● **What you are asked to do**
Please take the lines from the one holding "pub fn has_uvs(&self)" through the one holding "pub fn to_vertices(&self)" in the data below and copy them exactly.

● **Extracted data**

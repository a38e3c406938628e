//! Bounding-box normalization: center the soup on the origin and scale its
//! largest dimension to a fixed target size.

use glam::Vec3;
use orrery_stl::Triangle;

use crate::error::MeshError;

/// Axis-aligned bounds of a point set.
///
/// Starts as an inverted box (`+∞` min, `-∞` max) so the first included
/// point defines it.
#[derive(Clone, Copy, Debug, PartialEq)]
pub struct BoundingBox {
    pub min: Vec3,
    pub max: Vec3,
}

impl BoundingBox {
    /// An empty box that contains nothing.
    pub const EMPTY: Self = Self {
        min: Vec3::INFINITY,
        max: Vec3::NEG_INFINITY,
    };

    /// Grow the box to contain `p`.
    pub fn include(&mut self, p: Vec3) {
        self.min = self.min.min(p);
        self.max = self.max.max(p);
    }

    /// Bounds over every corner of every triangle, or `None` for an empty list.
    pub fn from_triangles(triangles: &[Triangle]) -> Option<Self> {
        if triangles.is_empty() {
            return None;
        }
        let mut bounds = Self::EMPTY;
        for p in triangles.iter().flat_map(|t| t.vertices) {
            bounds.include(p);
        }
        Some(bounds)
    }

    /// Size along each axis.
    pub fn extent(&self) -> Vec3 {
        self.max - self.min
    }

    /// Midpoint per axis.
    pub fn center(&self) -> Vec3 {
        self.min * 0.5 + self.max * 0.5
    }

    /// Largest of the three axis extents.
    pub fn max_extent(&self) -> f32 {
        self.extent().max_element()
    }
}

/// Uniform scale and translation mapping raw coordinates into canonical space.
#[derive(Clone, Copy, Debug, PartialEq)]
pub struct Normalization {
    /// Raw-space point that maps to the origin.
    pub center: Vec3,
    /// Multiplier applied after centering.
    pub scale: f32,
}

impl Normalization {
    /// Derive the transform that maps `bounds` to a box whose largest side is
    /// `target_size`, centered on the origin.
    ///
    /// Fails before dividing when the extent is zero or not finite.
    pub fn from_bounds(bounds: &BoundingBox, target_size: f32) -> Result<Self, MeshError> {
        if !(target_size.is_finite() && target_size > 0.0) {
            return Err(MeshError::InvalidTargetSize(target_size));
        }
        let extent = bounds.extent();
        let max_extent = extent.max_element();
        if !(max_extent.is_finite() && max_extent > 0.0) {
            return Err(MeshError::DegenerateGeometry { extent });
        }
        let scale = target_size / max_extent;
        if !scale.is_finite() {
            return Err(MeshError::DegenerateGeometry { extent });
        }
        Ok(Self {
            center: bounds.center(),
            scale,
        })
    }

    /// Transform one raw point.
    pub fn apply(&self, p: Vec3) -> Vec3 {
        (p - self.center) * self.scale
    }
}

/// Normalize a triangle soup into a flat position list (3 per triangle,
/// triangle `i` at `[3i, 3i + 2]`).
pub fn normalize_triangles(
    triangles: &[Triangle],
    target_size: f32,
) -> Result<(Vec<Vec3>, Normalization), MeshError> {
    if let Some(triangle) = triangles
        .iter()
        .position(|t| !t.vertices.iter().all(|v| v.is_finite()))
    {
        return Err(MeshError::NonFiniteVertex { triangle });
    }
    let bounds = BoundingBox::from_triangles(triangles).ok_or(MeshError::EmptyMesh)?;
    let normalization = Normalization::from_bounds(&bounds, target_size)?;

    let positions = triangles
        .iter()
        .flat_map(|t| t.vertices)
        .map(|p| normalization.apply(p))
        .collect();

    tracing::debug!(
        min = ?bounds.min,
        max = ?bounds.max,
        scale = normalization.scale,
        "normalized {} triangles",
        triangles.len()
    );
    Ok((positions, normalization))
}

* * *

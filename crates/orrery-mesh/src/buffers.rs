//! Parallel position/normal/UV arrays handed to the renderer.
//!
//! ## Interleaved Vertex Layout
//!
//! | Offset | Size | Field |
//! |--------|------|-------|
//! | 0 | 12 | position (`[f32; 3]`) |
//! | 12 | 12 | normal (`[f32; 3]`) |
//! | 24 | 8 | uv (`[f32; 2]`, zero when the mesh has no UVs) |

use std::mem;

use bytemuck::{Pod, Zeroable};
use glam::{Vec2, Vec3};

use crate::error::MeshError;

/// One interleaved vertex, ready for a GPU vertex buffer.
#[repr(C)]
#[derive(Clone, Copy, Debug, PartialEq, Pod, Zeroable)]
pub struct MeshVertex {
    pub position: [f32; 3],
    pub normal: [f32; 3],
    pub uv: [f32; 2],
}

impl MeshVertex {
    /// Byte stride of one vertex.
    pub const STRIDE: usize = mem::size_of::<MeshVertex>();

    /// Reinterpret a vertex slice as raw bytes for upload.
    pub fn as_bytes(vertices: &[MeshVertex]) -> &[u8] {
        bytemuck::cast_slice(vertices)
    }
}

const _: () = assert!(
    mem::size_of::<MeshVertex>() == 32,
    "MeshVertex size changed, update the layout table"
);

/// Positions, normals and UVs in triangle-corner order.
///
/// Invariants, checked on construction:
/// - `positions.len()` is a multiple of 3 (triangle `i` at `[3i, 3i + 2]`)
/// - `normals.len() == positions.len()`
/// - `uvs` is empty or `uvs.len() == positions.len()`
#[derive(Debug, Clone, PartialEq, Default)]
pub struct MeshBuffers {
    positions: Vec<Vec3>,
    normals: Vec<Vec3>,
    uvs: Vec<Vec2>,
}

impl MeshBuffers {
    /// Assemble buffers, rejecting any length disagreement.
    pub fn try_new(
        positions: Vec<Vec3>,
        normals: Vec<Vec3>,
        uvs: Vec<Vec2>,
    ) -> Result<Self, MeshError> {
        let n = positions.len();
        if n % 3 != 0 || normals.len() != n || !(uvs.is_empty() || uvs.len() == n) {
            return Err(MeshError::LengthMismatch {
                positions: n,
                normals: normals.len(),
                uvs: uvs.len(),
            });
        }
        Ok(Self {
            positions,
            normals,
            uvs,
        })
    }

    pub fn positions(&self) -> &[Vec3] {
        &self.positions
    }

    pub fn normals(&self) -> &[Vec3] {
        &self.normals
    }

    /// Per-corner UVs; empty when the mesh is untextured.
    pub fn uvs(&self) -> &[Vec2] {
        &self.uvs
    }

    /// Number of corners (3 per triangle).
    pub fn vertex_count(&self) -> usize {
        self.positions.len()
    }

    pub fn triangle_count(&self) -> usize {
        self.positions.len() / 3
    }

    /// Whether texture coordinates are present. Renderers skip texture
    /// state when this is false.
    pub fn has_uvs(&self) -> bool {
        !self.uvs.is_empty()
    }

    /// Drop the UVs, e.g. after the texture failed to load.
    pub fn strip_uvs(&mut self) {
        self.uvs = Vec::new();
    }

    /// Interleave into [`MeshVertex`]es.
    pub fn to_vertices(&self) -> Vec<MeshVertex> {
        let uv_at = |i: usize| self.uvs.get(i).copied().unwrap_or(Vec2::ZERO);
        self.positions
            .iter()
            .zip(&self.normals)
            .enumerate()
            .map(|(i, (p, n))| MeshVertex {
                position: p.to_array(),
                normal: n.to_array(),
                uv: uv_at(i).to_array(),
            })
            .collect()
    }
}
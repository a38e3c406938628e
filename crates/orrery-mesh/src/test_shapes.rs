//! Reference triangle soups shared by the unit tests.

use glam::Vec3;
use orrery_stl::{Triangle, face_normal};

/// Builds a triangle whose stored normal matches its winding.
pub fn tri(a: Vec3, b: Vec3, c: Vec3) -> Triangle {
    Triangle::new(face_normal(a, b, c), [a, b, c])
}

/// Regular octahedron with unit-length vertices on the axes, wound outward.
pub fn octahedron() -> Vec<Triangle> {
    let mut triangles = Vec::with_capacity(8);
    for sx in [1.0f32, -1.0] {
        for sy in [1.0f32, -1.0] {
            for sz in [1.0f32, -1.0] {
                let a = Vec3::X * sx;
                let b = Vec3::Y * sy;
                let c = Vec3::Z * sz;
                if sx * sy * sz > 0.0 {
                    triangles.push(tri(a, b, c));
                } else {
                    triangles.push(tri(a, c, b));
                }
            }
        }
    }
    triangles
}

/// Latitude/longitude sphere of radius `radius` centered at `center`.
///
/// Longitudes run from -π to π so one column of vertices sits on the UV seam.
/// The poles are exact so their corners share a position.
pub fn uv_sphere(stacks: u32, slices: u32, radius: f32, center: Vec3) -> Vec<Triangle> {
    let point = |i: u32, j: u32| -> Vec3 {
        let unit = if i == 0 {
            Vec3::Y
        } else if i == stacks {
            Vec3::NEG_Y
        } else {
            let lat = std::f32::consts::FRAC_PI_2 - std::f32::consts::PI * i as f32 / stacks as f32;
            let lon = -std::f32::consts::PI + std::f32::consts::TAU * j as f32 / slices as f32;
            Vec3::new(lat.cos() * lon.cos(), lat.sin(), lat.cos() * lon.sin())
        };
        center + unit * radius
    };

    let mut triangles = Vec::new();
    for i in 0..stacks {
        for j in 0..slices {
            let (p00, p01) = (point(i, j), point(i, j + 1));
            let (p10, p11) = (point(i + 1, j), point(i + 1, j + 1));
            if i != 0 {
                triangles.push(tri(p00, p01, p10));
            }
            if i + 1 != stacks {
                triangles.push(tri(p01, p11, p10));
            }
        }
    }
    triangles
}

...

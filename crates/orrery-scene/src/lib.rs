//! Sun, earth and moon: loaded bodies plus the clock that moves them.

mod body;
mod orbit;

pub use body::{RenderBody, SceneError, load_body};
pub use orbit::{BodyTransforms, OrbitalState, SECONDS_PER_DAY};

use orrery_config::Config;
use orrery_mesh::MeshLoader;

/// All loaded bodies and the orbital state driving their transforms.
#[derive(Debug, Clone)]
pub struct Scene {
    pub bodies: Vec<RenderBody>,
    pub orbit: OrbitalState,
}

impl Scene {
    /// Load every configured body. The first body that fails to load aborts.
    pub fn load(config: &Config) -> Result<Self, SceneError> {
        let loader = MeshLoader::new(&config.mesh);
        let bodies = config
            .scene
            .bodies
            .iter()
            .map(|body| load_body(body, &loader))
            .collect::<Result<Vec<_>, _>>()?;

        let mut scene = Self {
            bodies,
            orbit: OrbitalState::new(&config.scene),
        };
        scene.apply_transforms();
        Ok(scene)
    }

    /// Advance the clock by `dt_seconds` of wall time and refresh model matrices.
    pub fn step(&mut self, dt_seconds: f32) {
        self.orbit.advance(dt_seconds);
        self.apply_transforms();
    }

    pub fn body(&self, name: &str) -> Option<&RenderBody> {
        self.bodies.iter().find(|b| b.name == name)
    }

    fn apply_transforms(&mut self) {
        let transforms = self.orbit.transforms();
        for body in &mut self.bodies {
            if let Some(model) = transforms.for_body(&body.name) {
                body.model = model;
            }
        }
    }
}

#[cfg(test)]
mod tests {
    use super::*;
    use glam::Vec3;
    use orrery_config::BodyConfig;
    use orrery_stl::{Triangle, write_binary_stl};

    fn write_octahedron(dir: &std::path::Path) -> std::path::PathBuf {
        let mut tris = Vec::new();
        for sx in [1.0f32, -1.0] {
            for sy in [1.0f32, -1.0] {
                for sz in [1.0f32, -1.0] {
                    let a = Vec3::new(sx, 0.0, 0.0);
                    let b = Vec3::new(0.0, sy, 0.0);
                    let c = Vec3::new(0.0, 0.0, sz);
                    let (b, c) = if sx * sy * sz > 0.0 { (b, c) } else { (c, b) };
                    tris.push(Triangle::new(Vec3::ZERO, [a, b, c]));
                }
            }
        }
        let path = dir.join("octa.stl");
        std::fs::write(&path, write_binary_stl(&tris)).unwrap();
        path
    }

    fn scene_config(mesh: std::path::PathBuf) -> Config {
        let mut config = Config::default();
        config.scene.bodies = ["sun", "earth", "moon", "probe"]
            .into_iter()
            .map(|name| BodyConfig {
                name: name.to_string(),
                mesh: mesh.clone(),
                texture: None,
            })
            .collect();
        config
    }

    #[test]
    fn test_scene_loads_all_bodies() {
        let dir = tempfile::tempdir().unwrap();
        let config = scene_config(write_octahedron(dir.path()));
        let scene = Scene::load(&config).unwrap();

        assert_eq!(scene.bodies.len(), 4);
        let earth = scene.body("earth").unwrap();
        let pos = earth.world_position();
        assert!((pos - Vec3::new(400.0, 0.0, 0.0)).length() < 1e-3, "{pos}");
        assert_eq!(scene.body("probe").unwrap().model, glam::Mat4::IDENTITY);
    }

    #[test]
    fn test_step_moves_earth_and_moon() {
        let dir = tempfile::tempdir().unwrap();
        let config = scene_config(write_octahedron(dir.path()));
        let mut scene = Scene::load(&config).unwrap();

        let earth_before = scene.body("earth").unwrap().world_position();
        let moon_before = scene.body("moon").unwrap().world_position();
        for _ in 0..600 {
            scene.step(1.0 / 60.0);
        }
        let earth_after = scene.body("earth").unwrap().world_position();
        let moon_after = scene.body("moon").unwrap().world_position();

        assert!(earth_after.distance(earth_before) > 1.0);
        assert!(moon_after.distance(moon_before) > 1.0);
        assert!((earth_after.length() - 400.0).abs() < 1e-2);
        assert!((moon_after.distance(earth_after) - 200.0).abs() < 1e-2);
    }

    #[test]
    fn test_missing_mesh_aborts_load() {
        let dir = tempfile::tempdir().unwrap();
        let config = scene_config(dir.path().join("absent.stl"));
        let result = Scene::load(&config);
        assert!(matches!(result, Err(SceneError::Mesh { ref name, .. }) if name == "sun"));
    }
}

● **Exercise answer**
    pub fn has_uvs(&self) -> bool {
        !self.uvs.is_empty()
    }

    /// Drop the UVs, e.g. after the texture failed to load.
    pub fn strip_uvs(&mut self) {
        self.uvs = Vec::new();
    }

    /// Interleave into [`MeshVertex`]es.
    pub fn to_vertices(&self) -> Vec<MeshVertex> {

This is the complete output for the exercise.